Supplied information section start

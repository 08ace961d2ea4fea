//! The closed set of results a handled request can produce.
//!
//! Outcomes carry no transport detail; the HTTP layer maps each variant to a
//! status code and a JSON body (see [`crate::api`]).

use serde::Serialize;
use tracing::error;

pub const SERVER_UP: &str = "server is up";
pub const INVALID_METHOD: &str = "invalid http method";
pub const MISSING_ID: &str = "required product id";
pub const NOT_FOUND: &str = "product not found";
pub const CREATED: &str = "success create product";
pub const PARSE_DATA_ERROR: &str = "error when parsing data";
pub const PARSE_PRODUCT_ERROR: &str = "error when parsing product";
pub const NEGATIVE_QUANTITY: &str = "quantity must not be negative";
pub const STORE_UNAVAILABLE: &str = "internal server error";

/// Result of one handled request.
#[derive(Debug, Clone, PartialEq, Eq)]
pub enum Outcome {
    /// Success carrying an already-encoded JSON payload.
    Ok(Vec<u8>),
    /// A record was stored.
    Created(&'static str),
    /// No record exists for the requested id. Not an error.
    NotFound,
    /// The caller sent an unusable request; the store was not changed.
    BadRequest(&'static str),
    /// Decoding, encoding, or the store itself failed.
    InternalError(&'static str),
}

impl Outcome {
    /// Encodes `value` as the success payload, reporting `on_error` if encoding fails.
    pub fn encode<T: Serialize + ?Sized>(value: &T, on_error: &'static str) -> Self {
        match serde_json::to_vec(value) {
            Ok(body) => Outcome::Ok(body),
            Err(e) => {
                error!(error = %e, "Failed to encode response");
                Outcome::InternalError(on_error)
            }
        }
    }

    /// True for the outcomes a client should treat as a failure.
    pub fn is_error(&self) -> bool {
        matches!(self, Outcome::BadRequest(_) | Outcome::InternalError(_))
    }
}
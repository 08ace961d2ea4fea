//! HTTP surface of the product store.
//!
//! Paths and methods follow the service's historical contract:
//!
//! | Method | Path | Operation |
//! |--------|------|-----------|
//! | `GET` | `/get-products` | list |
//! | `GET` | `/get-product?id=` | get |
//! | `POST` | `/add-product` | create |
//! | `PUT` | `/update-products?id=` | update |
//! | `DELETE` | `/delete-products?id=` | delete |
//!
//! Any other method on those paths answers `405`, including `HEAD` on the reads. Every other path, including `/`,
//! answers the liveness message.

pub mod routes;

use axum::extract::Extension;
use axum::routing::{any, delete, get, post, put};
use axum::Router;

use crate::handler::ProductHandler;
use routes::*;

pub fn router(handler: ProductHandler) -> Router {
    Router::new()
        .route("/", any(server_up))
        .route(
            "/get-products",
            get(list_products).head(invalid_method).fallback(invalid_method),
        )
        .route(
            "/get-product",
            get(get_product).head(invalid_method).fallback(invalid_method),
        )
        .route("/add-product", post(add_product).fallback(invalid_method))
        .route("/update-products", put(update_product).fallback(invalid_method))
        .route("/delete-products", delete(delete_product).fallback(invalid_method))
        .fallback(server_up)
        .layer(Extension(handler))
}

Supplied information section end
Supplied information section start

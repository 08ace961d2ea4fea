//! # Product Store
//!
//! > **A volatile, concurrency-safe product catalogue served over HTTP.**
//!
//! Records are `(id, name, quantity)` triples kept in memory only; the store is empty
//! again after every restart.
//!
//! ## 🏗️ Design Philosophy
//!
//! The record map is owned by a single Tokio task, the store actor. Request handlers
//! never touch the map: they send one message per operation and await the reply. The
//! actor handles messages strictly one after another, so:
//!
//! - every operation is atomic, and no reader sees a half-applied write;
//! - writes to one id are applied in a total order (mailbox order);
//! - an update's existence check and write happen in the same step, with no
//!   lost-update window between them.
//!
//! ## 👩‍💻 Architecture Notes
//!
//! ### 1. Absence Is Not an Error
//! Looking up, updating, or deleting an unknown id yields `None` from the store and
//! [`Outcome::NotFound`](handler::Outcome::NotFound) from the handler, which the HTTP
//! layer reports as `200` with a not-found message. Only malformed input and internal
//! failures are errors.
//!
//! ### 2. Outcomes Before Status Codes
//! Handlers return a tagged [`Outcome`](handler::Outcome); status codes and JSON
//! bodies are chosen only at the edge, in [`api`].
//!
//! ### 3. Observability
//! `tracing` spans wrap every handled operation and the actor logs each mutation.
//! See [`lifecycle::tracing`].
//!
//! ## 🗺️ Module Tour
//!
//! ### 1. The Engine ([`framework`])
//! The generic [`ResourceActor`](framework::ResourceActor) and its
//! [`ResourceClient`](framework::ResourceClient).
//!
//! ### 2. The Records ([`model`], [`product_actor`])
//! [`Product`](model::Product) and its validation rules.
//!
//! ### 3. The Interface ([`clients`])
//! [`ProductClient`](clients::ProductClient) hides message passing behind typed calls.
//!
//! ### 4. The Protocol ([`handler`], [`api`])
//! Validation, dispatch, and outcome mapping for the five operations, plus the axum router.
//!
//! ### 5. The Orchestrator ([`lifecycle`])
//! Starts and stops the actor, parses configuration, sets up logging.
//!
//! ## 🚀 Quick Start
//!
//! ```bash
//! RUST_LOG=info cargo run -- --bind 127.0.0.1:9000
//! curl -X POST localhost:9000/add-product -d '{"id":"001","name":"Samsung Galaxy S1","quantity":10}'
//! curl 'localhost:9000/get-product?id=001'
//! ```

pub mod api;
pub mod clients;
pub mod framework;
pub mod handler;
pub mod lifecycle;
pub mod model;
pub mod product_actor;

Supplied information section end
Supplied information section start

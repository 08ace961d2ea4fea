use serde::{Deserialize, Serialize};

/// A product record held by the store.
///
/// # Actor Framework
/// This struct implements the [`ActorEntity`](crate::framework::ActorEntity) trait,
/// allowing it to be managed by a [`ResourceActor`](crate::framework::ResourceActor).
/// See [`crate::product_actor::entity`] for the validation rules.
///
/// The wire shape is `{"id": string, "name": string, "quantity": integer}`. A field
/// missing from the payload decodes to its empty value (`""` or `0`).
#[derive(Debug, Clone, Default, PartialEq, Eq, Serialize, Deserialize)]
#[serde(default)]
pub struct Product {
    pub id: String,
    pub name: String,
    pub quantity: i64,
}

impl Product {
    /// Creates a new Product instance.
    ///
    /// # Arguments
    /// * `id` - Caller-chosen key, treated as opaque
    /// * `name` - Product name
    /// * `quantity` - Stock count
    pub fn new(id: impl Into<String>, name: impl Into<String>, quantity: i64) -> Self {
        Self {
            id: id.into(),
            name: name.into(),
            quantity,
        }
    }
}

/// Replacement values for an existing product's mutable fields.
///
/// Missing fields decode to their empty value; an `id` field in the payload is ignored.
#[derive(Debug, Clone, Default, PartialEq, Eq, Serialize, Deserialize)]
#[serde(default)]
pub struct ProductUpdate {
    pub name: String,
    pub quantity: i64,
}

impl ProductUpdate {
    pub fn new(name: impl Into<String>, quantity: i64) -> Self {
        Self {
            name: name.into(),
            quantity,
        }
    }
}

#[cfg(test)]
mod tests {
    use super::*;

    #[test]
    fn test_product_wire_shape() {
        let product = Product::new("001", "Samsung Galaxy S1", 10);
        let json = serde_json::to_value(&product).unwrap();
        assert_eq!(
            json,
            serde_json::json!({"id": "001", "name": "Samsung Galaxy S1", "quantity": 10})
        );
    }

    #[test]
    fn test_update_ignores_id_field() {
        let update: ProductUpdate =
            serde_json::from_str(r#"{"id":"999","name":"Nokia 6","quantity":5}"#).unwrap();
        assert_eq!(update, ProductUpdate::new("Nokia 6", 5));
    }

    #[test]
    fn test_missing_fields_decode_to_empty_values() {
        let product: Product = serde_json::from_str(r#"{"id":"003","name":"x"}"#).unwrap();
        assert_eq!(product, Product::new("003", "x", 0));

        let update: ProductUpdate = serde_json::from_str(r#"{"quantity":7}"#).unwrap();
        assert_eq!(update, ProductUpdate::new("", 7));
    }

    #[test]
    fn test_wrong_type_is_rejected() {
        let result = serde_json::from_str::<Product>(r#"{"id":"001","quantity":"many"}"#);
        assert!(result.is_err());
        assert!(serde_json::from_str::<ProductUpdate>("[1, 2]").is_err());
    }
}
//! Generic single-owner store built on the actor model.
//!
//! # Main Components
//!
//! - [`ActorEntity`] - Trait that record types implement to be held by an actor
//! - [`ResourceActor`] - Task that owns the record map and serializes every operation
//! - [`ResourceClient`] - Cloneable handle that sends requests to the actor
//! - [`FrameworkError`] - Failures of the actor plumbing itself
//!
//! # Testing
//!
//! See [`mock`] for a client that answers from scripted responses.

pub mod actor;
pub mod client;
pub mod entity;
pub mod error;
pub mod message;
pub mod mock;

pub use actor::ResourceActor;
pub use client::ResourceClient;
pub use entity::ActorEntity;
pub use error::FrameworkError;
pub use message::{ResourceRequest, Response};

Supplied information section end

*What is expected:*
Scan the listing above. Gather each line that contains the word "struct".

*Task output:*
/// This struct implements the [`ActorEntity`](crate::framework::ActorEntity) trait,
pub struct Product {
pub struct ProductUpdate {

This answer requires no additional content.